(Beginning of Records for processing)

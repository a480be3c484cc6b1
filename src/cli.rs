use clap::Parser;

#[derive(Parser)]
#[command(name = "hordebrowse")]
#[command(author, version, about = "Browse media metadata and open assets through bithorde")]
pub struct Cli {
    /// Initial browse location; only assets whose path lies below it are listed
    pub path: Option<String>,
}
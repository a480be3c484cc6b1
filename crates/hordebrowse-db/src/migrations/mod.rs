//! Database migrations module
//!
//! Schema migrations for the metadata store. Migrations are embedded in the
//! binary and executed in order, each inside its own transaction.

use rusqlite::{Connection, Result};
use thiserror::Error;

/// Migration error types
#[derive(Error, Debug)]
pub enum MigrationError {
    #[error("Database error: {0}")]
    Database(#[from] rusqlite::Error),

    #[error("Migration {0} failed: {1}")]
    Failed(usize, String),
}

struct Migration {
    version: usize,
    name: &'static str,
    sql: &'static str,
}

const MIGRATIONS: &[Migration] = &[Migration {
    version: 1,
    name: "initial",
    sql: include_str!("001_initial.sql"),
}];

fn init_migrations_table(conn: &Connection) -> Result<()> {
    conn.execute(
        "CREATE TABLE IF NOT EXISTS schema_migrations (
            version INTEGER PRIMARY KEY NOT NULL,
            name TEXT NOT NULL,
            applied_at TEXT NOT NULL DEFAULT (datetime('now'))
        )",
        [],
    )?;
    Ok(())
}

fn get_current_version(conn: &Connection) -> Result<usize> {
    conn.query_row("SELECT MAX(version) FROM schema_migrations", [], |row| {
        row.get::<_, Option<usize>>(0)
    })
    .map(|version| version.unwrap_or(0))
}

fn apply_migration(conn: &Connection, migration: &Migration) -> Result<(), MigrationError> {
    conn.execute_batch(migration.sql)
        .map_err(|e| MigrationError::Failed(migration.version, e.to_string()))?;

    conn.execute(
        "INSERT INTO schema_migrations (version, name) VALUES (?, ?)",
        rusqlite::params![migration.version, migration.name],
    )
    .map_err(|e| MigrationError::Failed(migration.version, e.to_string()))?;

    Ok(())
}

/// Run all pending migrations
///
/// # Returns
///
/// * `Ok(usize)` - Number of migrations applied
/// * `Err(MigrationError)` - If any migration fails
pub fn run_migrations(conn: &Connection) -> Result<usize, MigrationError> {
    conn.execute("PRAGMA foreign_keys = ON", [])
        .map_err(MigrationError::Database)?;

    init_migrations_table(conn).map_err(MigrationError::Database)?;

    let current_version = get_current_version(conn).map_err(MigrationError::Database)?;

    let mut applied_count = 0;
    for migration in MIGRATIONS.iter().filter(|m| m.version > current_version) {
        let tx = conn
            .unchecked_transaction()
            .map_err(MigrationError::Database)?;

        apply_migration(&tx, migration)?;

        tx.commit()
            .map_err(|e| MigrationError::Failed(migration.version, e.to_string()))?;

        applied_count += 1;

        tracing::info!(
            version = migration.version,
            name = migration.name,
            "Applied metadata store migration"
        );
    }

    Ok(applied_count)
}

/// Get the current schema version without applying migrations
pub fn current_version(conn: &Connection) -> Result<usize, MigrationError> {
    init_migrations_table(conn).map_err(MigrationError::Database)?;

    get_current_version(conn).map_err(MigrationError::Database)
}

/// Get the latest available migration version
pub fn latest_version() -> usize {
    MIGRATIONS.last().map(|m| m.version).unwrap_or(0)
}
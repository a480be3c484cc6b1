//! Database connection pool management.
//!
//! Connection pooling for SQLite using r2d2. Pool construction also runs any
//! pending migrations.

use r2d2::Pool;
use r2d2_sqlite::SqliteConnectionManager;
use hordebrowse_common::{Error, Result};

use crate::migrations;

/// Type alias for the database connection pool.
pub type DbPool = Pool<SqliteConnectionManager>;

/// Type alias for a pooled database connection.
pub type PooledConnection = r2d2::PooledConnection<SqliteConnectionManager>;

/// Initialize a new database pool with the given file path.
///
/// Creates the SQLite file if it doesn't exist, enables foreign keys on
/// every connection and runs pending migrations.
///
/// # Example
///
/// ```no_run
/// use hordebrowse_db::pool::init_pool;
///
/// let pool = init_pool("/var/lib/hordebrowse/metadata.db").unwrap();
/// let conn = pool.get().unwrap();
/// ```
pub fn init_pool(db_path: &str) -> Result<DbPool> {
    let manager = SqliteConnectionManager::file(db_path)
        .with_init(|conn| conn.execute_batch("PRAGMA foreign_keys = ON;"));

    let pool = Pool::builder()
        .max_size(4)
        .build(manager)
        .map_err(|e| Error::database(format!("Failed to create connection pool: {}", e)))?;

    migrate(&pool)?;
    Ok(pool)
}

/// Initialize an in-memory database pool for testing.
///
/// Every SQLite `:memory:` connection is a separate database, so the pool
/// holds exactly one connection.
///
/// # Example
///
/// ```
/// use hordebrowse_db::pool::init_memory_pool;
///
/// let pool = init_memory_pool().unwrap();
/// let conn = pool.get().unwrap();
/// ```
pub fn init_memory_pool() -> Result<DbPool> {
    let manager = SqliteConnectionManager::memory()
        .with_init(|conn| conn.execute_batch("PRAGMA foreign_keys = ON;"));

    let pool = Pool::builder()
        .max_size(1)
        .build(manager)
        .map_err(|e| Error::database(format!("Failed to create in-memory pool: {}", e)))?;

    migrate(&pool)?;
    Ok(pool)
}

fn migrate(pool: &DbPool) -> Result<()> {
    let conn = get_conn(pool)?;
    migrations::run_migrations(&conn)
        .map_err(|e| Error::database(format!("Failed to run migrations: {}", e)))?;
    Ok(())
}

/// Get a connection from the pool, converting the r2d2 error.
pub fn get_conn(pool: &DbPool) -> Result<PooledConnection> {
    pool.get()
        .map_err(|e| Error::database(format!("Failed to get connection from pool: {}", e)))
}
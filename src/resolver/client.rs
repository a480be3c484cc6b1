//! The process-wide bithorde connection.
//!
//! [`BithordeResolver::start`] spawns one dedicated thread running a
//! single-threaded Tokio runtime that owns the daemon socket for the rest of
//! the process. Callers talk to it through an unbounded command channel, so
//! [`submit`](AssetResolver::submit) never blocks. The background task keeps
//! a correlation table from [`RequestId`] to the pending request and its
//! reply channel, and a single read loop demultiplexes responses onto it.

use std::collections::HashMap;
use std::fmt;
use std::path::{Path, PathBuf};
use std::sync::mpsc as std_mpsc;
use std::thread::JoinHandle;
use std::time::Duration;

use futures::StreamExt;
use hordebrowse_common::RequestId;
use tokio::io::AsyncWriteExt;
use tokio::net::unix::{OwnedReadHalf, OwnedWriteHalf};
use tokio::net::UnixStream;
use tokio::sync::mpsc;
use tokio_util::codec::{FramedRead, LinesCodec, LinesCodecError};
use tracing::{debug, info, trace, warn};

use super::protocol::{decode_response, encode_line, response_id, LookupRequest};
use super::{
    AssetResolver, Completion, CompletionSender, FailureReason, ResolutionOutcome,
    ResolutionRequest, ResolverError,
};

/// Longest response line accepted from the daemon.
pub const MAX_LINE_LENGTH: usize = 64 * 1024;

type Lines = FramedRead<OwnedReadHalf, LinesCodec>;

enum Command {
    Submit {
        request: ResolutionRequest,
        reply: CompletionSender,
    },
    Clear,
}

/// Handle to the background resolver thread.
///
/// Dropping the handle closes the command channel; the background task then
/// fails whatever is still pending and exits.
pub struct BithordeResolver {
    commands: mpsc::UnboundedSender<Command>,
    thread: Option<JoinHandle<()>>,
}

impl BithordeResolver {
    /// Connect to the daemon socket and start the background thread.
    ///
    /// Blocks until the connection is established or has failed. A failure
    /// here is fatal for the browser: nothing can be resolved without it.
    pub fn start(socket: &Path, connect_timeout: Duration) -> Result<Self, ResolverError> {
        let (commands, command_rx) = mpsc::unbounded_channel();
        let (ready_tx, ready_rx) = std_mpsc::sync_channel(1);
        let socket = socket.to_path_buf();

        let thread = std::thread::Builder::new()
            .name("bithorde-resolver".into())
            .spawn(move || {
                let runtime = match tokio::runtime::Builder::new_current_thread()
                    .enable_all()
                    .build()
                {
                    Ok(runtime) => runtime,
                    Err(e) => {
                        let _ = ready_tx.send(Err(ResolverError::Io(e)));
                        return;
                    }
                };
                runtime.block_on(run(socket, connect_timeout, command_rx, ready_tx));
            })?;

        match ready_rx.recv() {
            Ok(Ok(())) => Ok(Self {
                commands,
                thread: Some(thread),
            }),
            Ok(Err(e)) => {
                let _ = thread.join();
                Err(e)
            }
            Err(_) => {
                let _ = thread.join();
                Err(ResolverError::Startup(
                    "resolver thread exited before connecting".into(),
                ))
            }
        }
    }

    /// Close the connection and wait for the background thread to finish.
    ///
    /// Pending requests complete with [`FailureReason::Disconnected`].
    pub fn shutdown(self) {
        let Self { commands, thread } = self;
        drop(commands);
        if let Some(handle) = thread {
            if handle.join().is_err() {
                warn!("Resolver thread panicked during shutdown");
            }
        }
    }
}

impl fmt::Debug for BithordeResolver {
    fn fmt(&self, f: &mut fmt::Formatter<'_>) -> fmt::Result {
        f.debug_struct("BithordeResolver")
            .field("running", &!self.commands.is_closed())
            .finish_non_exhaustive()
    }
}

impl AssetResolver for BithordeResolver {
    fn submit(&self, request: ResolutionRequest, reply: CompletionSender) {
        trace!(fingerprint = %request.fingerprint, generation = %request.generation, "Submitting lookup");

        if let Err(mpsc::error::SendError(command)) =
            self.commands.send(Command::Submit { request, reply })
        {
            if let Command::Submit { request, reply } = command {
                let completion = Completion {
                    request,
                    outcome: ResolutionOutcome::Failure(FailureReason::Disconnected),
                };
                if let Err(e) = reply.try_send(completion) {
                    warn!(error = %e, "Failed to deliver disconnected completion");
                }
            }
        }
    }

    fn clear(&self) {
        if self.commands.send(Command::Clear).is_err() {
            debug!("Resolver already stopped; nothing to clear");
        }
    }
}

async fn run(
    socket: PathBuf,
    connect_timeout: Duration,
    commands: mpsc::UnboundedReceiver<Command>,
    ready: std_mpsc::SyncSender<Result<(), ResolverError>>,
) {
    let stream = match tokio::time::timeout(connect_timeout, UnixStream::connect(&socket)).await {
        Ok(Ok(stream)) => stream,
        Ok(Err(source)) => {
            let _ = ready.send(Err(ResolverError::Connect {
                path: socket,
                source,
            }));
            return;
        }
        Err(_) => {
            let _ = ready.send(Err(ResolverError::Startup(format!(
                "timed out after {:?} connecting to {:?}",
                connect_timeout, socket
            ))));
            return;
        }
    };

    info!(socket = ?socket, "Connected to bithorde");
    let _ = ready.send(Ok(()));

    Connection::new(stream).serve(commands).await;

    info!("Resolver stopped");
}

struct Pending {
    request: ResolutionRequest,
    reply: CompletionSender,
}

struct Connection {
    reader: Option<Lines>,
    writer: Option<OwnedWriteHalf>,
    next_id: u64,
    pending: HashMap<RequestId, Pending>,
}

impl Connection {
    fn new(stream: UnixStream) -> Self {
        let (read, write) = stream.into_split();
        Self {
            reader: Some(FramedRead::new(
                read,
                LinesCodec::new_with_max_length(MAX_LINE_LENGTH),
            )),
            writer: Some(write),
            next_id: 0,
            pending: HashMap::new(),
        }
    }

    async fn serve(mut self, mut commands: mpsc::UnboundedReceiver<Command>) {
        loop {
            tokio::select! {
                command = commands.recv() => match command {
                    Some(Command::Submit { request, reply }) => self.submit(request, reply).await,
                    Some(Command::Clear) => self.clear().await,
                    None => break,
                },
                line = next_line(&mut self.reader) => match line {
                    Some(Ok(line)) => self.dispatch(&line).await,
                    Some(Err(LinesCodecError::MaxLineLengthExceeded)) => {
                        warn!(max = MAX_LINE_LENGTH, "Response line too long; dropping connection");
                        self.disconnect().await;
                    }
                    None => {
                        warn!("bithorde closed the connection");
                        self.disconnect().await;
                    }
                    Some(Err(LinesCodecError::Io(e))) => {
                        warn!(error = %e, "Failed reading from bithorde");
                        self.disconnect().await;
                    }
                },
            }
        }

        self.disconnect().await;
    }

    async fn submit(&mut self, request: ResolutionRequest, reply: CompletionSender) {
        let Some(writer) = self.writer.as_mut() else {
            complete(reply, request, ResolutionOutcome::Failure(FailureReason::Disconnected))
                .await;
            return;
        };

        self.next_id += 1;
        let id = RequestId::from(self.next_id);
        let message = LookupRequest {
            id,
            tree_tiger: request.fingerprint.as_str().to_string(),
        };

        let written = match encode_line(&message) {
            Ok(line) => writer.write_all(line.as_bytes()).await.map_err(ResolverError::Io),
            Err(e) => Err(e),
        };

        match written {
            Ok(()) => {
                self.pending.insert(id, Pending { request, reply });
            }
            Err(e) => {
                warn!(error = %e, "Failed writing lookup to bithorde");
                complete(reply, request, ResolutionOutcome::Failure(FailureReason::Disconnected))
                    .await;
                self.disconnect().await;
            }
        }
    }

    async fn dispatch(&mut self, line: &str) {
        let response = match decode_response(line) {
            Ok(response) => response,
            Err(e) => {
                warn!(error = %e, "Malformed response from bithorde");
                let pending = response_id(line).and_then(|id| self.pending.remove(&id));
                if let Some(Pending { request, reply }) = pending {
                    let outcome = ResolutionOutcome::Failure(FailureReason::Rejected(e.to_string()));
                    complete(reply, request, outcome).await;
                }
                return;
            }
        };

        let Some(Pending { request, reply }) = self.pending.remove(&response.id) else {
            trace!(id = %response.id, "Response for cleared or unknown request");
            return;
        };

        let outcome = response.into_outcome(request.fingerprint.clone());
        trace!(fingerprint = %request.fingerprint, success = outcome.is_success(), "Lookup completed");
        complete(reply, request, outcome).await;
    }

    async fn clear(&mut self) {
        if !self.pending.is_empty() {
            debug!(pending = self.pending.len(), "Clearing pending lookups");
        }
        self.fail_pending(FailureReason::Cancelled).await;
    }

    async fn disconnect(&mut self) {
        self.reader = None;
        if let Some(mut writer) = self.writer.take() {
            let _ = writer.shutdown().await;
        }
        self.fail_pending(FailureReason::Disconnected).await;
    }

    async fn fail_pending(&mut self, reason: FailureReason) {
        let mut pending: Vec<_> = self.pending.drain().collect();
        pending.sort_by_key(|(id, _)| *id);
        for (_, Pending { request, reply }) in pending {
            complete(reply, request, ResolutionOutcome::Failure(reason.clone())).await;
        }
    }
}

/// Read the next line, or wait forever once the connection is gone.
async fn next_line(reader: &mut Option<Lines>) -> Option<Result<String, LinesCodecError>> {
    match reader {
        Some(lines) => lines.next().await,
        None => std::future::pending().await,
    }
}

async fn complete(reply: CompletionSender, request: ResolutionRequest, outcome: ResolutionOutcome) {
    if reply.send(Completion { request, outcome }).await.is_err() {
        trace!("Completion receiver dropped");
    }
}
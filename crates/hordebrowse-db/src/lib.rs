//! Hordebrowse-DB: The media metadata store.
//!
//! Assets are identified by their content id and carry a free-form set of
//! multi-valued string attributes (`title`, `genre`, `path`, ...). This crate
//! stores them in SQLite using rusqlite and r2d2 connection pooling, and
//! exposes the read side the browser needs through [`MetadataStore`].
//!
//! # Modules
//!
//! - `migrations` - Database schema migrations
//! - `pool` - Connection pool management
//! - `models` - The [`Record`] model
//! - `queries` - Database query operations
//! - `store` - The [`MetadataStore`] trait and its SQLite implementation
//!
//! # Example
//!
//! ```no_run
//! use hordebrowse_common::{Criteria, CriterionValue};
//! use hordebrowse_db::{MetadataStore, SqliteStore};
//!
//! let store = SqliteStore::open("/var/lib/hordebrowse/metadata.db").unwrap();
//! let criteria = Criteria::new().with("genre", CriterionValue::Any);
//! for id in store.query_ids(&criteria).unwrap() {
//!     println!("{id}");
//! }
//! ```

pub mod migrations;
pub mod models;
pub mod pool;
pub mod queries;
pub mod store;

pub use models::Record;
pub use store::{MetadataStore, SqliteStore};
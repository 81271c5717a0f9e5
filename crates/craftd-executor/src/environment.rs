use crate::config::LifecycleConfig;
use craftd_common::{CreationRequest, ProvisioningMode};

/// Translates a validated request into the container's `KEY=VALUE` list.
///
/// Modpack credentials are only emitted in managed-modpack mode, whatever
/// the request happens to carry.
pub fn build_environment(request: &CreationRequest, config: &LifecycleConfig) -> Vec<String> {
    let mut env = vec![
        "EULA=TRUE".to_string(),
        format!("SERVER_NAME={}", request.name.trim()),
        format!("MOTD={}", request.motd),
        format!("TYPE={}", request.mode.image_marker()),
        format!("VERSION={}", request.version),
        format!("MAX_PLAYERS={}", request.max_players),
        format!("MEMORY={}M", request.memory_mb),
        format!("JVM_DD_OPTS=fml.readTimeout:{}", config.handshake_timeout_secs),
        format!(
            "ENABLE_AUTOPAUSE={}",
            if config.autopause { "TRUE" } else { "FALSE" }
        ),
    ];

    if request.mode == ProvisioningMode::ManagedModpack {
        env.push(format!(
            "CF_API_KEY={}",
            request.modpack_api_key.as_deref().unwrap_or_default()
        ));
        env.push(format!(
            "CF_PAGE_URL={}",
            request.modpack_url.as_deref().unwrap_or_default()
        ));
    }

    env
}

#[cfg(test)]
mod tests {
    use super::*;

    fn keys(env: &[String]) -> Vec<&str> {
        env.iter()
            .filter_map(|entry| entry.split_once('=').map(|(k, _)| k))
            .collect()
    }

    #[test]
    fn test_base_mode_entries_in_order() {
        let request = CreationRequest {
            motd: "Welcome".to_string(),
            max_players: 12,
            memory_mb: 2048,
            version: "1.20.1".to_string(),
            ..CreationRequest::new("lobby")
        };
        let env = build_environment(&request, &LifecycleConfig::default());

        assert_eq!(
            env,
            vec![
                "EULA=TRUE",
                "SERVER_NAME=lobby",
                "MOTD=Welcome",
                "TYPE=VANILLA",
                "VERSION=1.20.1",
                "MAX_PLAYERS=12",
                "MEMORY=2048M",
                "JVM_DD_OPTS=fml.readTimeout:180",
                "ENABLE_AUTOPAUSE=FALSE",
            ]
        );
    }

    #[test]
    fn test_modpack_mode_appends_credentials() {
        let request = CreationRequest {
            mode: ProvisioningMode::ManagedModpack,
            modpack_api_key: Some("secret".to_string()),
            modpack_url: Some("https://example.com/pack".to_string()),
            ..CreationRequest::new("pack")
        };
        let env = build_environment(&request, &LifecycleConfig::default());

        assert!(env.contains(&"TYPE=AUTO_CURSEFORGE".to_string()));
        assert_eq!(env[env.len() - 2], "CF_API_KEY=secret");
        assert_eq!(env[env.len() - 1], "CF_PAGE_URL=https://example.com/pack");
    }

    #[test]
    fn test_base_mode_never_leaks_credentials() {
        let request = CreationRequest {
            modpack_api_key: Some("secret".to_string()),
            modpack_url: Some("https://example.com/pack".to_string()),
            ..CreationRequest::new("sneaky")
        };
        let env = build_environment(&request, &LifecycleConfig::default());

        let keys = keys(&env);
        assert!(!keys.contains(&"CF_API_KEY"));
        assert!(!keys.contains(&"CF_PAGE_URL"));
    }

    #[test]
    fn test_config_drives_timeout_and_autopause() {
        let config = LifecycleConfig {
            handshake_timeout_secs: 300,
            autopause: true,
            ..LifecycleConfig::default()
        };
        let env = build_environment(&CreationRequest::new("x"), &config);

        assert!(env.contains(&"JVM_DD_OPTS=fml.readTimeout:300".to_string()));
        assert!(env.contains(&"ENABLE_AUTOPAUSE=TRUE".to_string()));
    }
}
use bollard::errors::Error as BollardError; // Alias bollard error
use craftd_common::CraftdError;
use thiserror::Error;

// Re-export dependencies potentially needed by consumers (like the gateway)
pub use bollard;
pub use craftd_common as common;

pub mod actions;
pub mod config;
pub mod docker;
pub mod environment;
pub mod image;
pub mod inspect;
pub mod log_tail;
pub mod provisioner;
pub mod runtime;
pub mod test_utils;

#[cfg(any(test, feature = "test-utils"))]
pub mod testing;

// --- Custom Error Type ---
#[derive(Error, Debug)]
pub enum RuntimeError {
    #[error("Docker API error: {0}")]
    DockerApi(#[from] BollardError),
    #[error("{message}")]
    Rejected { status: u16, message: String },
    #[error("No such container: {0}")]
    NotFound(String),
    #[error("Internal runtime error: {0}")]
    Internal(String),
}

impl RuntimeError {
    /// The message the runtime itself produced, without our prefixes.
    pub fn message(&self) -> String {
        match self {
            Self::DockerApi(BollardError::DockerResponseServerError { message, .. }) => {
                message.clone()
            }
            Self::Rejected { message, .. } => message.clone(),
            other => other.to_string(),
        }
    }

    pub fn status(&self) -> Option<u16> {
        match self {
            Self::DockerApi(BollardError::DockerResponseServerError { status_code, .. }) => {
                Some(*status_code)
            }
            Self::Rejected { status, .. } => Some(*status),
            Self::NotFound(_) => Some(404),
            _ => None,
        }
    }

    /// Host port binding collided with one already held on the host.
    pub fn is_port_conflict(&self) -> bool {
        let message = self.message().to_lowercase();
        message.contains("port is already allocated")
            || message.contains("address already in use")
            || (message.contains("bind for") && message.contains("failed"))
    }

    /// Start was refused because the container is paused.
    pub fn is_paused_conflict(&self) -> bool {
        self.status() == Some(409)
            && self
                .message()
                .to_lowercase()
                .contains("cannot start a paused container")
    }

    pub fn is_not_found(&self) -> bool {
        self.status() == Some(404)
    }
}

// Failures with no more specific lifecycle meaning are surfaced as internal errors
impl From<RuntimeError> for CraftdError {
    fn from(err: RuntimeError) -> Self {
        CraftdError::Internal(err.message())
    }
}

// Define local Result using the crate's Error type
pub type Result<T> = std::result::Result<T, RuntimeError>;

pub use actions::{ActionExecutor, CommandLog};
pub use config::LifecycleConfig;
pub use docker::DockerRuntime;
pub use inspect::InstanceInspector;
pub use log_tail::LogTailPoller;
pub use provisioner::Provisioner;
pub use runtime::{ContainerRuntime, ContainerSpec, ContainerView, ExecOutput, LogTail};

(End of Records for processing)

Prompt ::
Take every line above that includes the string "errors" and return it.

Response below ::
use bollard::errors::Error as BollardError; // Alias bollard error
// Failures with no more specific lifecycle meaning are surfaced as internal errors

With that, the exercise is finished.